**What you have to do:** The answer must consist of every line below that contains the word "HopRecord".

(Beginning of Excerpted records)

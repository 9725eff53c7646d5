#![deny(missing_docs)]

//! Path analysis engine: proximity selection, shortest-path latency and
//! stretch metrics, k-shortest-path enumeration with a stretch stopping
//! rule, and single-edge-removal redundancy.

mod dijkstra;
mod engine;
mod flags;
mod metrics;
mod yen;

pub use dijkstra::{hop_distance, shortest_path, WeightedPath};
pub use engine::{analyze, proximity_towers, LatencyReport, ProximityTower};
pub use flags::AnalysisOpts;
pub use metrics::{write_rows, MetricsRow, MetricsValues};
pub use yen::SimplePaths;
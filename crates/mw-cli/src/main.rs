use std::error::Error;
use std::fs;
use std::path::Path;

use clap::{Parser, Subcommand};
use commands::{
    latency::{self, LatencyArgs},
    reconstruct::{self, ReconstructArgs},
    temporal::{self, TemporalArgs},
    version::{self, VersionArgs},
};

mod commands;

#[derive(Parser, Debug)]
#[command(name = "mw-cli", about = "Microwave backhaul reconstruction and latency CLI")]
struct Cli {
    #[command(subcommand)]
    command: Command,
}

#[derive(Subcommand, Debug)]
enum Command {
    /// Reconstruct the network active on one date from the ledgers.
    Reconstruct(ReconstructArgs),
    /// Measure end-to-end latency metrics on a stored snapshot graph.
    Latency(LatencyArgs),
    /// Run the full pipeline over a list of dates and emit a time series.
    Temporal(TemporalArgs),
    /// Print version information.
    Version(VersionArgs),
}

fn main() -> Result<(), Box<dyn Error>> {
    let cli = Cli::parse();
    match cli.command {
        Command::Reconstruct(args) => reconstruct::run(&args),
        Command::Latency(args) => latency::run(&args),
        Command::Temporal(args) => temporal::run(&args),
        Command::Version(args) => version::run(&args),
    }
}

pub(crate) fn write_json<P: AsRef<Path>, T: serde::Serialize>(
    path: P,
    value: &T,
) -> Result<(), Box<dyn Error>> {
    let body = serde_json::to_string_pretty(value)?;
    fs::write(path, body)?;
    Ok(())
}
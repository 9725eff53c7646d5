use chrono::NaiveDate;
use mw_core::LicenseId;
use mw_ledger::{active_licenses, parse_license_ledger};

fn date(y: i32, m: u32, d: u32) -> NaiveDate {
    NaiveDate::from_ymd_opt(y, m, d).unwrap()
}

fn ledger_from(lines: &str) -> Vec<mw_ledger::LicenseRecord> {
    let parsed = parse_license_ledger(lines.as_bytes());
    assert!(parsed.defects.is_empty(), "defects: {:?}", parsed.defects);
    parsed.records
}

#[test]
fn grant_date_boundary_is_inclusive() {
    let records = ledger_from("1001,Active,01/01/2010,01/01/2010,,01/01/2030\n");
    let active = active_licenses(date(2010, 1, 1), &records);
    assert!(active.contains(&LicenseId::new("1001")));
}

#[test]
fn expiry_date_boundary_is_exclusive() {
    let records = ledger_from("1001,Active,01/01/2010,01/01/2010,,01/01/2030\n");
    let active = active_licenses(date(2030, 1, 1), &records);
    assert!(active.is_empty());
    let active = active_licenses(date(2029, 12, 31), &records);
    assert_eq!(active.len(), 1);
}

#[test]
fn cancel_date_boundary_keeps_license_active() {
    // Cancel takes effect only strictly after the cancel date.
    let records = ledger_from("1001,Terminated,01/01/2010,01/01/2010,06/15/2015,01/01/2030\n");
    assert_eq!(active_licenses(date(2015, 6, 15), &records).len(), 1);
    assert!(active_licenses(date(2015, 6, 16), &records).is_empty());
}

#[test]
fn missing_cancel_date_means_never_cancelled() {
    let records = ledger_from("1001,Active,01/01/2010,01/01/2010,,01/01/2030\n");
    assert_eq!(records[0].cancel_date, None);
    assert_eq!(active_licenses(date(2020, 7, 4), &records).len(), 1);
}

#[test]
fn unparseable_cancel_date_means_never_cancelled() {
    // The cancel column is optional: text that fails to parse is treated the
    // same as an empty field and does not reject the record.
    let records = ledger_from("1001,Active,01/01/2010,01/01/2010,garbage,01/01/2030\n");
    assert_eq!(records.len(), 1);
    assert_eq!(records[0].cancel_date, None);
    assert!(active_licenses(date(2015, 1, 1), &records).contains(&LicenseId::new("1001")));
}

#[test]
fn not_yet_granted_license_is_inactive() {
    let records = ledger_from("1001,Active,01/01/2010,01/01/2010,,01/01/2030\n");
    assert!(active_licenses(date(2009, 12, 31), &records).is_empty());
}

#[test]
fn status_text_does_not_override_dates() {
    // Validity is decided from the dates alone; the status column is
    // informational.
    let records = ledger_from("1001,Terminated,01/01/2010,01/01/2010,,01/01/2030\n");
    assert_eq!(active_licenses(date(2020, 1, 1), &records).len(), 1);
}
use std::collections::BTreeSet;

use chrono::NaiveDate;
use mw_core::LicenseId;

use crate::schema::LicenseRecord;

/// Returns the set of licenses active on the given date.
///
/// A license is active iff `grant_date <= date`, `expiry_date > date`, and
/// the cancel date, when present, is strictly after `date`. A license
/// granted on `date` is already active; one expiring on `date` is not; one
/// cancelled on `date` is still active through that day.
pub fn active_licenses(date: NaiveDate, records: &[LicenseRecord]) -> BTreeSet<LicenseId> {
    records
        .iter()
        .filter(|record| is_active(date, record))
        .map(|record| record.id.clone())
        .collect()
}

fn is_active(date: NaiveDate, record: &LicenseRecord) -> bool {
    record.grant_date <= date
        && record.expiry_date > date
        && record.cancel_date.map_or(true, |cancel| cancel > date)
}
use chrono::NaiveDate;
use mw_graph::{HopGraph, TowerSighting};

use crate::schema::{HopRecord, LicenseRecord};
use crate::validity::active_licenses;

/// The network graph as it existed given only licenses active on one date.
#[derive(Debug, Clone)]
pub struct Snapshot {
    /// Reconstruction date.
    pub date: NaiveDate,
    /// Hop graph restricted to hops whose license was active on `date`.
    pub graph: HopGraph,
    /// Number of hop records accepted into the graph.
    pub accepted_hops: usize,
    /// Number of hop records skipped because no active license owned them.
    pub skipped_hops: usize,
}

/// Replays the hop ledger through a fresh graph builder, restricted to the
/// licenses active on `date`.
///
/// A hop record owned by an inactive license, or by a license absent from
/// the ledger, is skipped silently: it represents a license that existed but
/// is not active on this date, not a data defect.
pub fn reconstruct(
    date: NaiveDate,
    licenses: &[LicenseRecord],
    hops: &[HopRecord],
) -> Snapshot {
    let active = active_licenses(date, licenses);
    let mut graph = HopGraph::new();
    let mut accepted_hops = 0;
    let mut skipped_hops = 0;
    for hop in hops {
        if !active.contains(&hop.license_id) {
            skipped_hops += 1;
            continue;
        }
        graph.add_hop(
            TowerSighting::new(hop.tx_point, hop.tx_elevation.clone()),
            TowerSighting::new(hop.rx_point, hop.rx_elevation.clone()),
            hop.frequencies.clone(),
        );
        accepted_hops += 1;
    }
    Snapshot {
        date,
        graph,
        accepted_hops,
        skipped_hops,
    }
}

(End of Excerpted records)

**Task solution:**
use crate::schema::{HopRecord, LicenseRecord};
    hops: &[HopRecord],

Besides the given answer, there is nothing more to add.